С грядущим заодно (Шереметьева) - страница 161

В кухню из комнаты вышел высокий чернобородый человек. Что-то знакомое… Бледный, резкие черты, и глаза… Глаза Петруся. Батько…

— Николай Николаевич! — бросилась к нему и заплакала.

Дубков похлопывал ее по спине, негромко приговаривал:

— Так-так. Ай да герой со слезой. Ну-ка! Ну-ка!

— А у вас борода… и вдруг черная. Хорошо. — Засмеялась, всматривалась в лицо, такое знакомое и незнакомое. Весь этот тяжелый год чувствовала его в Анне Тарасовне, в мальчиках, в Станиславе Марковиче, в Леше и Насте. И только боялась, что не увидит никогда. Теперь все будет хорошо.

Глава XIX

Вдохнуть снежную свежесть, промыть легкие.

Не скоро еще конец. Сколько еще будет раненых, обмороженных, с гангренами, и тиф, тиф… Еще идет бой за Узловую. «Ты стоишь под метелицей дикой…» И все-таки уже можно дышать. Ничего, никого не бояться. Здесь уже свои. И скоро опять университет… Стоит себе, как стоял… Какая-то особенная чистота в морозе, в белизне сибирских снегов. Ночь выдалась тяжеленная, а все-таки… Как ни устала, а надо забежать, узнать…

Ночь — как бред. Вспоминалось последнее дежурство с Лагутиным. Только при нем была уверенность, что все делается умно, по-человечески. Привезли своих, и уже не было напряжения, вражды, привилегированных. Все лучшее не по чинам, а — кому нужнее. Хотелось устроить поскорее тяжелораненых, а дежурный врач — новый, из терапии — сидел у стола как привидение, безучастно прослеживал носилки и входящих.

Ждала распоряжений. Приемный покой наполнялся. Клубами влетал морозный пар, душил запах разлагающейся крови и пота — стало нельзя ждать.

— Мне идти размещать?.. Или вы?..

Врач взглянул, как разбуженный, улыбнулся:

— Очки даже запотели.

Сказала зло:

— Протрите. Я пойду в отделение.

Вместе с сестрой из терапии, к счастью опытной и доброй, с помощью Онучина (из-за контрактуры в локте оставили санитаром), как могли, устраивали прибывших. Все время прикидывала, как решил бы Лагутин, — но разве угадаешь?

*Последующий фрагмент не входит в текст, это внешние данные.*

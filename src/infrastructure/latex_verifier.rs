//! LaTeX 校验 - 基础设施层
//!
//! 两级检查：
//! 1. 结构检查（括号、环境、数学模式、`\item` 开头）
//! 2. 可选的真实编译：包进最小 article 文档，在临时目录里跑编译器

use std::time::Duration;

use async_trait::async_trait;
use tokio::process::Command;
use tracing::debug;

use crate::error::CapabilityError;
use crate::models::ContentKind;

/// 校验结果
#[derive(Debug, Clone, PartialEq, Eq)]
pub struct VerifyReport {
    pub ok: bool,
    pub error_message: Option<String>,
}

impl VerifyReport {
    pub fn passed() -> Self {
        Self {
            ok: true,
            error_message: None,
        }
    }

    pub fn failed(message: impl Into<String>) -> Self {
        Self {
            ok: false,
            error_message: Some(message.into()),
        }
    }
}

/// 编译 / 校验能力
#[async_trait]
pub trait ContentVerifier: Send + Sync {
    async fn check(&self, content: &str, kind: ContentKind)
        -> Result<VerifyReport, CapabilityError>;
}

/// LaTeX 校验器
pub struct LatexVerifier {
    compiler: Option<String>,
    timeout: Duration,
}

impl LatexVerifier {
    /// `compiler` 为 `None` 时只做结构检查
    pub fn new(compiler: Option<&str>, timeout: Option<Duration>) -> Self {
        Self {
            compiler: compiler.map(str::to_string),
            timeout: timeout.unwrap_or(Duration::from_secs(60)),
        }
    }

    async fn compile(
        &self,
        compiler: &str,
        content: &str,
        kind: ContentKind,
    ) -> Result<VerifyReport, CapabilityError> {
        let tool_error = |message: String| CapabilityError::Tool {
            tool: compiler.to_string(),
            message,
        };

        let scratch = tempfile::tempdir().map_err(|e| tool_error(e.to_string()))?;
        let tex_path = scratch.path().join("piece.tex");
        tokio::fs::write(&tex_path, wrap_document(content, kind))
            .await
            .map_err(|e| tool_error(e.to_string()))?;

        let run = Command::new(compiler)
            .args(["-interaction=nonstopmode", "-halt-on-error", "piece.tex"])
            .current_dir(scratch.path())
            .kill_on_drop(true)
            .output();

        let output = match tokio::time::timeout(self.timeout, run).await {
            Ok(result) => result.map_err(|e| tool_error(format!("无法启动: {}", e)))?,
            Err(_) => {
                return Ok(VerifyReport::failed(format!(
                    "编译超过 {:?} 未结束",
                    self.timeout
                )))
            }
        };

        if output.status.success() {
            return Ok(VerifyReport::passed());
        }

        let log = tokio::fs::read_to_string(scratch.path().join("piece.log"))
            .await
            .unwrap_or_else(|_| String::from_utf8_lossy(&output.stdout).into_owned());
        Ok(VerifyReport::failed(
            first_log_error(&log).unwrap_or_else(|| "编译失败（日志中没有错误行）".to_string()),
        ))
    }
}

#[async_trait]
impl ContentVerifier for LatexVerifier {
    async fn check(
        &self,
        content: &str,
        kind: ContentKind,
    ) -> Result<VerifyReport, CapabilityError> {
        if let Err(message) = check_structure(content, kind) {
            debug!("{} 结构检查未通过: {}", kind, message);
            return Ok(VerifyReport::failed(message));
        }

        match &self.compiler {
            Some(compiler) => self.compile(compiler, content, kind).await,
            None => Ok(VerifyReport::passed()),
        }
    }
}

/// 包成可独立编译的文档；draft 模式下图片占位符不需要真实文件
///
/// 题目以 `\item` 开头，需要放进列表环境
fn wrap_document(content: &str, kind: ContentKind) -> String {
    let body = match kind {
        ContentKind::Question => format!("\\begin{{enumerate}}\n{}\n\\end{{enumerate}}", content),
        ContentKind::Answer => content.to_string(),
    };
    format!(
        "\\documentclass{{article}}\n\
         \\usepackage{{amsmath,amssymb}}\n\
         \\usepackage[draft]{{graphicx}}\n\
         \\begin{{document}}\n\
         {}\n\
         \\end{{document}}\n",
        body
    )
}

/// 取日志里第一条 `! ` 错误及其后的 `l.N` 定位
fn first_log_error(log: &str) -> Option<String> {
    let mut lines = log.lines();
    let error = lines.find(|l| l.starts_with("! "))?.trim_start_matches("! ").to_string();
    let location = lines.take(8).find(|l| l.starts_with("l."));
    Some(match location {
        Some(loc) => format!("{} ({})", error, loc.trim()),
        None => error,
    })
}

/// 结构检查
pub fn check_structure(content: &str, kind: ContentKind) -> Result<(), String> {
    let trimmed = content.trim_start();
    if trimmed.is_empty() {
        return Err(format!("{} 内容为空", kind));
    }
    if kind == ContentKind::Question && !trimmed.starts_with("\\item") {
        return Err("题目内容必须以 \\item 开头".to_string());
    }

    let mut depth: i64 = 0;
    let mut dollars = 0usize;
    let mut chars = content.char_indices().peekable();
    let mut environments: Vec<String> = Vec::new();

    while let Some((pos, c)) = chars.next() {
        match c {
            '\\' => {
                // 转义字符整体跳过
                let Some(&(_, next)) = chars.peek() else { break };
                if !next.is_ascii_alphabetic() {
                    chars.next();
                    continue;
                }
                let rest = &content[pos + 1..];
                if let Some(name) = environment_name(rest, "begin") {
                    environments.push(name);
                } else if let Some(name) = environment_name(rest, "end") {
                    match environments.pop() {
                        Some(open) if open == name => {}
                        Some(open) => {
                            return Err(format!(
                                "环境不匹配: \\begin{{{}}} 被 \\end{{{}}} 关闭",
                                open, name
                            ))
                        }
                        None => return Err(format!("多余的 \\end{{{}}}", name)),
                    }
                }
            }
            '%' => {
                // 注释到行尾
                for (_, c) in chars.by_ref() {
                    if c == '\n' {
                        break;
                    }
                }
            }
            '{' => depth += 1,
            '}' => {
                depth -= 1;
                if depth < 0 {
                    return Err("多余的右花括号 }".to_string());
                }
            }
            '$' => dollars += 1,
            _ => {}
        }
    }

    if depth != 0 {
        return Err(format!("花括号不匹配，缺少 {} 个 }}", depth));
    }
    if let Some(open) = environments.pop() {
        return Err(format!("\\begin{{{}}} 没有对应的 \\end", open));
    }
    if dollars % 2 != 0 {
        return Err("数学模式 $ 不成对".to_string());
    }
    Ok(())
}

/// `begin{name}...` → `name`
fn environment_name(rest: &str, command: &str) -> Option<String> {
    let after = rest.strip_prefix(command)?.strip_prefix('{')?;
    let end = after.find('}')?;
    Some(after[..end].to_string())
}

#[cfg(test)]
mod tests {
    use super::*;

    #[test]
    fn test_structure_accepts_well_formed_piece() {
        let q = "\\item Solve $x^2 = 4$.\n\\begin{enumerate}\n\\item (i) \\{a\\}\n\\end{enumerate}";
        assert_eq!(check_structure(q, ContentKind::Question), Ok(()));
        assert_eq!(check_structure("$x = \\frac{1}{2}$ % note {", ContentKind::Answer), Ok(()));
    }

    #[test]
    fn test_structure_rejects_common_breakage() {
        assert!(check_structure("Solve x", ContentKind::Question).is_err());
        assert!(check_structure("\\item \\frac{1}{2", ContentKind::Question).is_err());
        assert!(check_structure("\\item $x", ContentKind::Question).is_err());
        assert!(check_structure(
            "\\item \\begin{align} x \\end{enumerate}",
            ContentKind::Question
        )
        .is_err());
        assert!(check_structure("   ", ContentKind::Answer).is_err());
    }

    #[test]
    fn test_first_log_error() {
        let log = "This is pdfTeX\n! Undefined control sequence.\nl.7 \\foo\n";
        assert_eq!(
            first_log_error(log).as_deref(),
            Some("Undefined control sequence. (l.7 \\foo)")
        );
        assert_eq!(first_log_error("all good"), None);
    }

    #[tokio::test]
    async fn test_structural_only_verifier() {
        let verifier = LatexVerifier::new(None, None);
        let report = verifier
            .check("\\item What is $1+1$?", ContentKind::Question)
            .await
            .unwrap();
        assert!(report.ok);

        let report = verifier.check("\\item {", ContentKind::Question).await.unwrap();
        assert!(!report.ok);
        assert!(report.error_message.is_some());
    }
}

И Онучин то и дело повторял:

— Вспомнишь нашего Осипа Ивановича. Вернулся бы…

Вернулись бы все. Ночь шла как бред, и ничего своего нельзя было почувствовать глубоко. Обмывала почернелые ноги и руки, которые через три часа ампутируют… Еле поднимала ослабшее большое тело, подкладывала повыше подушки… Подбинтовывала набухающую повязку, бородач захлебывался кровью:

— Брось, сестрица, конец мне… Тем помогай… кому жить…

Как далекие молнии, врезались мысли об отце, о Станиславе. Вместо девяти освободилась только в двенадцать, обежала палаты и кого можно спрашивала: не встречал ли товарища Вяземского Кирилла Николаевича?.. Высокий, седой, глаза черные.